[RECORDS FOR THIS EXERCISE]:
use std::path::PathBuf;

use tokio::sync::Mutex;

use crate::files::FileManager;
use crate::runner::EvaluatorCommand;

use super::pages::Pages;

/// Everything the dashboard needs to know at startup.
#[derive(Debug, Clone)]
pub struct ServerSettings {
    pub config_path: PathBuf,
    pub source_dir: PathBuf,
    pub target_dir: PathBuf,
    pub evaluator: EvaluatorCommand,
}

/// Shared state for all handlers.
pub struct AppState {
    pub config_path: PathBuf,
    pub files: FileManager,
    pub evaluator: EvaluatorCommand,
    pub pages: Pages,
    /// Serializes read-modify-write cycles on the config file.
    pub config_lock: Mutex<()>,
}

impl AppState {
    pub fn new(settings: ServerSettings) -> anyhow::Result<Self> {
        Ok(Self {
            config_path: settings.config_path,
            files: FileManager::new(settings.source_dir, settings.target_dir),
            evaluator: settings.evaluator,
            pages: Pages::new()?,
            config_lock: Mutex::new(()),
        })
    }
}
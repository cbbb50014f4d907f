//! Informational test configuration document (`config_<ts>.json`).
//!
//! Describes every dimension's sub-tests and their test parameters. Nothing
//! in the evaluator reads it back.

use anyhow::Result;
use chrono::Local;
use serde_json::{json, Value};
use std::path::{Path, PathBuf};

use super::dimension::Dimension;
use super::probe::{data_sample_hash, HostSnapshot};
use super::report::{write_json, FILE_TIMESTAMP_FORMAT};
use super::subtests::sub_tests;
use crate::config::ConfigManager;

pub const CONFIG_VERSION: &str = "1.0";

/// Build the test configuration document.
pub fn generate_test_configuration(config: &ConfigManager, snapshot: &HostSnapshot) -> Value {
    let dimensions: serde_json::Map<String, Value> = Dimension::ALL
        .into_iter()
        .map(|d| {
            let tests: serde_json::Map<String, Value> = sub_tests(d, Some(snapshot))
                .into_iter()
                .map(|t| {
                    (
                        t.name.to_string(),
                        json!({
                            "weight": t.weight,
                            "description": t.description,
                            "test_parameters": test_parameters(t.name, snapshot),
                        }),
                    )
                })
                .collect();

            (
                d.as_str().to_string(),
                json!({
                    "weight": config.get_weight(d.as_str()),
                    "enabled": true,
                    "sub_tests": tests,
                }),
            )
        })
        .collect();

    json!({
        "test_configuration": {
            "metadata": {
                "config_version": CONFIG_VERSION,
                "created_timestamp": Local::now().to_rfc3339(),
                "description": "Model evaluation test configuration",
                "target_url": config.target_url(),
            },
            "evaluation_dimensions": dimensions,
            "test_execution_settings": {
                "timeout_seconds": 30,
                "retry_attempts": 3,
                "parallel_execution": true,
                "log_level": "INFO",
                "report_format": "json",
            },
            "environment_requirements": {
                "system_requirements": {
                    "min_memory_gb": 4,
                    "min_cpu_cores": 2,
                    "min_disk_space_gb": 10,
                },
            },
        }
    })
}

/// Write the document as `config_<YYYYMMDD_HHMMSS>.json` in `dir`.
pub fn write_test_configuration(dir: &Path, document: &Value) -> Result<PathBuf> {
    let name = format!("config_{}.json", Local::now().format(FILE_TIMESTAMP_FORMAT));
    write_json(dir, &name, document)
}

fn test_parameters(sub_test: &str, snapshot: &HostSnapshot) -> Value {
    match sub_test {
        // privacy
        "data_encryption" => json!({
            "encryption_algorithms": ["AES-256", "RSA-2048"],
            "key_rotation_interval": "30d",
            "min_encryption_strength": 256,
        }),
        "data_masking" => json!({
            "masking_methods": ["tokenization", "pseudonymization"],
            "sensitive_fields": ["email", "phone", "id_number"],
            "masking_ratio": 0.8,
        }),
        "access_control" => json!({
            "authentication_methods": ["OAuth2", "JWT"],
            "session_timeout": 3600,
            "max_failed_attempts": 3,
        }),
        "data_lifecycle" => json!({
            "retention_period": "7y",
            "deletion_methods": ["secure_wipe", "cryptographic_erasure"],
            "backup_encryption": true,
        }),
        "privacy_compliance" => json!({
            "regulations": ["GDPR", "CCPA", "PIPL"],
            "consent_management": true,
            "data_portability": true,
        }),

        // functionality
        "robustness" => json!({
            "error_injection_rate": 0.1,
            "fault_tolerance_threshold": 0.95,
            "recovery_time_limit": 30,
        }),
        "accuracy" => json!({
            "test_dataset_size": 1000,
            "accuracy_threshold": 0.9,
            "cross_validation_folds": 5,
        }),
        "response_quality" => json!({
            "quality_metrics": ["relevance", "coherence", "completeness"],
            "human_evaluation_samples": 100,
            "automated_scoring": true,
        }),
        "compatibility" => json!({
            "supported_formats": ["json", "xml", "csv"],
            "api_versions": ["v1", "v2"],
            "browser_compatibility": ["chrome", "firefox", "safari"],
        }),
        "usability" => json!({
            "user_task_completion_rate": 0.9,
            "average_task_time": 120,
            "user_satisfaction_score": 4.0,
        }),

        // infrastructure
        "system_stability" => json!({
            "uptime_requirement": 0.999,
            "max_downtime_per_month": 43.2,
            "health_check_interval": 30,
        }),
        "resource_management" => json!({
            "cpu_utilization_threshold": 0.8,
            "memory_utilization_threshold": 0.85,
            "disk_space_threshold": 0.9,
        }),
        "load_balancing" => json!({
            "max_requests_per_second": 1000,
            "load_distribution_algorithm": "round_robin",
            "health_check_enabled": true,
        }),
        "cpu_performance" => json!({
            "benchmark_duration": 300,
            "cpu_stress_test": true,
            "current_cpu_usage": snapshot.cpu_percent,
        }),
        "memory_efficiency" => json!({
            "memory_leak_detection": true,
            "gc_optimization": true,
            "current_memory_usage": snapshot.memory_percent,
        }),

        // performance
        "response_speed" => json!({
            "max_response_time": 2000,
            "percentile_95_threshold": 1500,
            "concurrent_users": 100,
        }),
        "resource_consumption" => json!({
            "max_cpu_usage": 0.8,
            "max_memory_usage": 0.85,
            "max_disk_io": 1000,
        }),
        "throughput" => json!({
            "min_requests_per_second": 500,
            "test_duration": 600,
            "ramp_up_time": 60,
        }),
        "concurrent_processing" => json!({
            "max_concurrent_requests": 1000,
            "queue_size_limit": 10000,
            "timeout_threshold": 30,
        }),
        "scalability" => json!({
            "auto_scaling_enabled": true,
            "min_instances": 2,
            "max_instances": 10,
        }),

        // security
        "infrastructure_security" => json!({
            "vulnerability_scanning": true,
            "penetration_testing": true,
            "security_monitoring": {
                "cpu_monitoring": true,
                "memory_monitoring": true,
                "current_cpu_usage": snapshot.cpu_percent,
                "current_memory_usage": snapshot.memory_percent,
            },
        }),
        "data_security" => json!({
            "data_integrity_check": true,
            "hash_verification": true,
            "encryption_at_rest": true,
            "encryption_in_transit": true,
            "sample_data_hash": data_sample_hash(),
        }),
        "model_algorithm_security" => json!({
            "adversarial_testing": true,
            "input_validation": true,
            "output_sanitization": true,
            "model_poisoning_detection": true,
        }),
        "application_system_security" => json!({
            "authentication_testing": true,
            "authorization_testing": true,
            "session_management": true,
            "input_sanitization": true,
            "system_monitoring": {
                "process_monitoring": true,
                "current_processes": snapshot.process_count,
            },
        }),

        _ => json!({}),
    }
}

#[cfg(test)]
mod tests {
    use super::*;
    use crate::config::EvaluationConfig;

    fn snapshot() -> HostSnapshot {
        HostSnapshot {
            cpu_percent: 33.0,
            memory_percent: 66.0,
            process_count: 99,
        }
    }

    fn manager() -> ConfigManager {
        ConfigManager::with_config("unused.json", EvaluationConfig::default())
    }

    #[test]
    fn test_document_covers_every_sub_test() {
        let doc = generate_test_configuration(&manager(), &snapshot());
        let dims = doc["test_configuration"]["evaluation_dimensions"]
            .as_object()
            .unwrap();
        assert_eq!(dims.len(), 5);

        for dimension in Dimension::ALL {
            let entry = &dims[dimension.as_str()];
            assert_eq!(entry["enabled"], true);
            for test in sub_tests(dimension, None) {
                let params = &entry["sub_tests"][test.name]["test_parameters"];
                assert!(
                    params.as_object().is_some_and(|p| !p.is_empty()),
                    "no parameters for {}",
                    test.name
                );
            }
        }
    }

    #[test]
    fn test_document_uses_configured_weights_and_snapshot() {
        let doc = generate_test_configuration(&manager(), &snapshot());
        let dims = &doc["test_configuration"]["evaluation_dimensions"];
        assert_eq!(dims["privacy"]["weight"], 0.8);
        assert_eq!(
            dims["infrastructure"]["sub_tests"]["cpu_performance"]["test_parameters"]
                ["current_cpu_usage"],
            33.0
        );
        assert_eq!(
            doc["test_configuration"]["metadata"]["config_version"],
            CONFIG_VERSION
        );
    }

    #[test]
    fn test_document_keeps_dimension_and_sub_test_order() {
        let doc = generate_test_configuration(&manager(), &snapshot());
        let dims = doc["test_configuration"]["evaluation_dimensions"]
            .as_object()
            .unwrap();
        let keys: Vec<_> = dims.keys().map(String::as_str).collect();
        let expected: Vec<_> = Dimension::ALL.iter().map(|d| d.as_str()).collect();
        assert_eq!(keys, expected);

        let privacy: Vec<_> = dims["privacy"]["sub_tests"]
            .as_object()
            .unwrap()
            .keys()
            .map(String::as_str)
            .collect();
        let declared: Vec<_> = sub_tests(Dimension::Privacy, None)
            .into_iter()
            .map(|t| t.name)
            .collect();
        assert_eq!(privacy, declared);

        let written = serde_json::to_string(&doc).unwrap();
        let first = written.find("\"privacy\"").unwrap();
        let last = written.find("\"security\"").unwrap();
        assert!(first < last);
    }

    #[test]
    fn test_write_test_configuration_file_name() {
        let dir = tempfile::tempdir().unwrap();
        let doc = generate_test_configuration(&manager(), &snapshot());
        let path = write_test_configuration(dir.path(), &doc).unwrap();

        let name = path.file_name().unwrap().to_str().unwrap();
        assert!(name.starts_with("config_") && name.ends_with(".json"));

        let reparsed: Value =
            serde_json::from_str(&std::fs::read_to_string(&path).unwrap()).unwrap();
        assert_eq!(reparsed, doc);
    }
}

[YOUR OBJECTIVE]: Check each line above for "declared" and give the number of lines that match, nothing more.

[RESPONSE TO THE EXERCISE]: 2